* WORK TASK *
In the data below, which lines hold "domain"? Copy every one.

BEGIN

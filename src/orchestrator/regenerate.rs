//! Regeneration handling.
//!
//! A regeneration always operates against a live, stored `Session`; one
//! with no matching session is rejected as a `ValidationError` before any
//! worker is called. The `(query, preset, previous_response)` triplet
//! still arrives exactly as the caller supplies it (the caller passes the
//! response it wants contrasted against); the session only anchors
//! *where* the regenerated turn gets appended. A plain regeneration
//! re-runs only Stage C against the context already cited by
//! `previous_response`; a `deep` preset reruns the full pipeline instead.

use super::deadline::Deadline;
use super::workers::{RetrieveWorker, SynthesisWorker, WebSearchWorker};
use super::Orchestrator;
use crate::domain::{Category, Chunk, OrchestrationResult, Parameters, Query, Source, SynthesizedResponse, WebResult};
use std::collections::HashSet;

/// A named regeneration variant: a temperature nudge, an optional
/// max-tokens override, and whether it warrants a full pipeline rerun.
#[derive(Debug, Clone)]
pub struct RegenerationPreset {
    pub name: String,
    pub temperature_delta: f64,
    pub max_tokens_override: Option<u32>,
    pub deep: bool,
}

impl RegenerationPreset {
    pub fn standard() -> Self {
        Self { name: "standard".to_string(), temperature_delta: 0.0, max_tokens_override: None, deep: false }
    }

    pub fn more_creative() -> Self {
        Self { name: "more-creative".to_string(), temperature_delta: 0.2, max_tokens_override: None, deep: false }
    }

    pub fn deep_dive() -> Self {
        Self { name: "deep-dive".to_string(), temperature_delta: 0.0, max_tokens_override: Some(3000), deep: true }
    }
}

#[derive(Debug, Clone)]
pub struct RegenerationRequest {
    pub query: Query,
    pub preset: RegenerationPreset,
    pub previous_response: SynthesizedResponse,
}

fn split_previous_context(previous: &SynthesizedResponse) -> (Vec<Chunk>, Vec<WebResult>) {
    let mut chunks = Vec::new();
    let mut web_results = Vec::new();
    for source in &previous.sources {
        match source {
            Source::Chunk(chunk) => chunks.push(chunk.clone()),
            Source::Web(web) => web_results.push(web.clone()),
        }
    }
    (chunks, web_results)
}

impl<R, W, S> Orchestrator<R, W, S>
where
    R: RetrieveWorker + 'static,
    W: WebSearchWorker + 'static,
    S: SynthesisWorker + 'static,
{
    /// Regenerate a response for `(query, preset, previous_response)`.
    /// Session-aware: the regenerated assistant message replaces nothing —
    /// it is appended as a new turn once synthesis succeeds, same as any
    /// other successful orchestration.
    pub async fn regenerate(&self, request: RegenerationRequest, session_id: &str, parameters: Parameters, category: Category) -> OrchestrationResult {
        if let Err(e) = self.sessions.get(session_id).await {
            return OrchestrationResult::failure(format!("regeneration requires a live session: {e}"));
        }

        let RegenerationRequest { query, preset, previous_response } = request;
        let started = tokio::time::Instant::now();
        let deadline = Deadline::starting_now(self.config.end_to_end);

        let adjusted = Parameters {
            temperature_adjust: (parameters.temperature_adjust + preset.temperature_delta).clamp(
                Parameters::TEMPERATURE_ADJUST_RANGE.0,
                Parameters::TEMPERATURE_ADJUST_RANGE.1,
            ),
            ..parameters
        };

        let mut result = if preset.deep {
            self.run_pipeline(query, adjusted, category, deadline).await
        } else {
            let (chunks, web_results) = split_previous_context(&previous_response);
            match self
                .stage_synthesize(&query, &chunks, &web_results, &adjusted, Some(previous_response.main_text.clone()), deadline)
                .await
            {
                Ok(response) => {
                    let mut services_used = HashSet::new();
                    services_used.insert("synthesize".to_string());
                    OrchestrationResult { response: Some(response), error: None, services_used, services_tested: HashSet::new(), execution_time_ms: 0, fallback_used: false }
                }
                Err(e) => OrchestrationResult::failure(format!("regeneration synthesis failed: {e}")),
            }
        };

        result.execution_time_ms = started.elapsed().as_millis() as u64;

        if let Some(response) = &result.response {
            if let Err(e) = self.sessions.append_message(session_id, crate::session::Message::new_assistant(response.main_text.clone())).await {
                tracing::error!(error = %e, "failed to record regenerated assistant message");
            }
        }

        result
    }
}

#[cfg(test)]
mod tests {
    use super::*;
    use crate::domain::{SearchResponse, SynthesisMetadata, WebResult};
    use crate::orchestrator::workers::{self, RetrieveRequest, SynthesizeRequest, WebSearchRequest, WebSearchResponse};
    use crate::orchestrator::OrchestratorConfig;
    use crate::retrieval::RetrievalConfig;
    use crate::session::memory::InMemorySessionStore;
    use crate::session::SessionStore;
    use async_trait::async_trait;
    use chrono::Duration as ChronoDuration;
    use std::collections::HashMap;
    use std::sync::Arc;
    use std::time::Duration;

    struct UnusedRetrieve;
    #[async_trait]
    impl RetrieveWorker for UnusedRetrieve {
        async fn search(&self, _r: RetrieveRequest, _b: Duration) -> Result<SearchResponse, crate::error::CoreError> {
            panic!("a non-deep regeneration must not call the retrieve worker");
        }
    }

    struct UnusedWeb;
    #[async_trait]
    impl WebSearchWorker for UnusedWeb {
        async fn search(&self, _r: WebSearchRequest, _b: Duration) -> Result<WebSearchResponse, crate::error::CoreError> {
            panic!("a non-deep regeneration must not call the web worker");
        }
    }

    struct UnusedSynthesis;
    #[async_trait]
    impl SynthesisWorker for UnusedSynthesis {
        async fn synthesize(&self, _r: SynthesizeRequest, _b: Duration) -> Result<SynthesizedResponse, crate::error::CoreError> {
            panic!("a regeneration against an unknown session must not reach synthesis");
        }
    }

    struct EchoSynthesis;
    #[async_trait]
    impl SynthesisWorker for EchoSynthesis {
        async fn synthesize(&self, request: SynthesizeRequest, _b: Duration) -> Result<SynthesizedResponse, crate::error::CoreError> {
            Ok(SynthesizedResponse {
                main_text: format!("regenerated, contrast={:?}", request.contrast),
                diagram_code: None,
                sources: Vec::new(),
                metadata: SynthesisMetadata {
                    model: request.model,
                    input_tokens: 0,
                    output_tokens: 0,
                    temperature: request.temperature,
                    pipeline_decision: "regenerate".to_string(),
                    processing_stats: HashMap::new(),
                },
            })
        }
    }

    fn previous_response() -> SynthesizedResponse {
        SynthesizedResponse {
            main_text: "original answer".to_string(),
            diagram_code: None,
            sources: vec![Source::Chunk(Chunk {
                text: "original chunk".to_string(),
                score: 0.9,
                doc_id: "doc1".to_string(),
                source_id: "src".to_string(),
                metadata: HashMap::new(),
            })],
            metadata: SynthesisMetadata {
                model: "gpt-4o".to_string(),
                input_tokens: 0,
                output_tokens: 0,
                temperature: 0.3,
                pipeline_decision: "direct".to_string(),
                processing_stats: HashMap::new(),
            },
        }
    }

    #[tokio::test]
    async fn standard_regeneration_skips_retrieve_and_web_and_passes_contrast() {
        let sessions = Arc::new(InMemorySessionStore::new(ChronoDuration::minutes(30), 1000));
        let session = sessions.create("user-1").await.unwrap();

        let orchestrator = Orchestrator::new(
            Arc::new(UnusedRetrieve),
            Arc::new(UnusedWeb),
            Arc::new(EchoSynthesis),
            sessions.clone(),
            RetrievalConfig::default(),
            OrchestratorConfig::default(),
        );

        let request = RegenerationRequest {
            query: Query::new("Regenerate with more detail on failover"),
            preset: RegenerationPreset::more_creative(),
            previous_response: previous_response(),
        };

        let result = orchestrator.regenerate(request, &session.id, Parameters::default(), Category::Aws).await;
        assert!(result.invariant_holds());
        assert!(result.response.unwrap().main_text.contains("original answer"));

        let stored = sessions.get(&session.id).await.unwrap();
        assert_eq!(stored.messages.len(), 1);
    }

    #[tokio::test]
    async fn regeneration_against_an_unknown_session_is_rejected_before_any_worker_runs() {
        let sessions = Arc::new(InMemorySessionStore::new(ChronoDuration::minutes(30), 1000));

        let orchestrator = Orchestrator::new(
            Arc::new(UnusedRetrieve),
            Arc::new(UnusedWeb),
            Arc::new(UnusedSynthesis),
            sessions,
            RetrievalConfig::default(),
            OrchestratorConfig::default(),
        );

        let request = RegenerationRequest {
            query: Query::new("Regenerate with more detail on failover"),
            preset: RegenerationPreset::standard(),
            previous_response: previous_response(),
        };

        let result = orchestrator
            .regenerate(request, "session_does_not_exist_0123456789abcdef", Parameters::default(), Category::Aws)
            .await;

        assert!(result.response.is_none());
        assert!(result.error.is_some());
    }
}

END

* WRITTEN ANSWER *
use crate::domain::{Category, Chunk, OrchestrationResult, Parameters, Query, Source, SynthesizedResponse, WebResult};
    use crate::domain::{SearchResponse, SynthesisMetadata, WebResult};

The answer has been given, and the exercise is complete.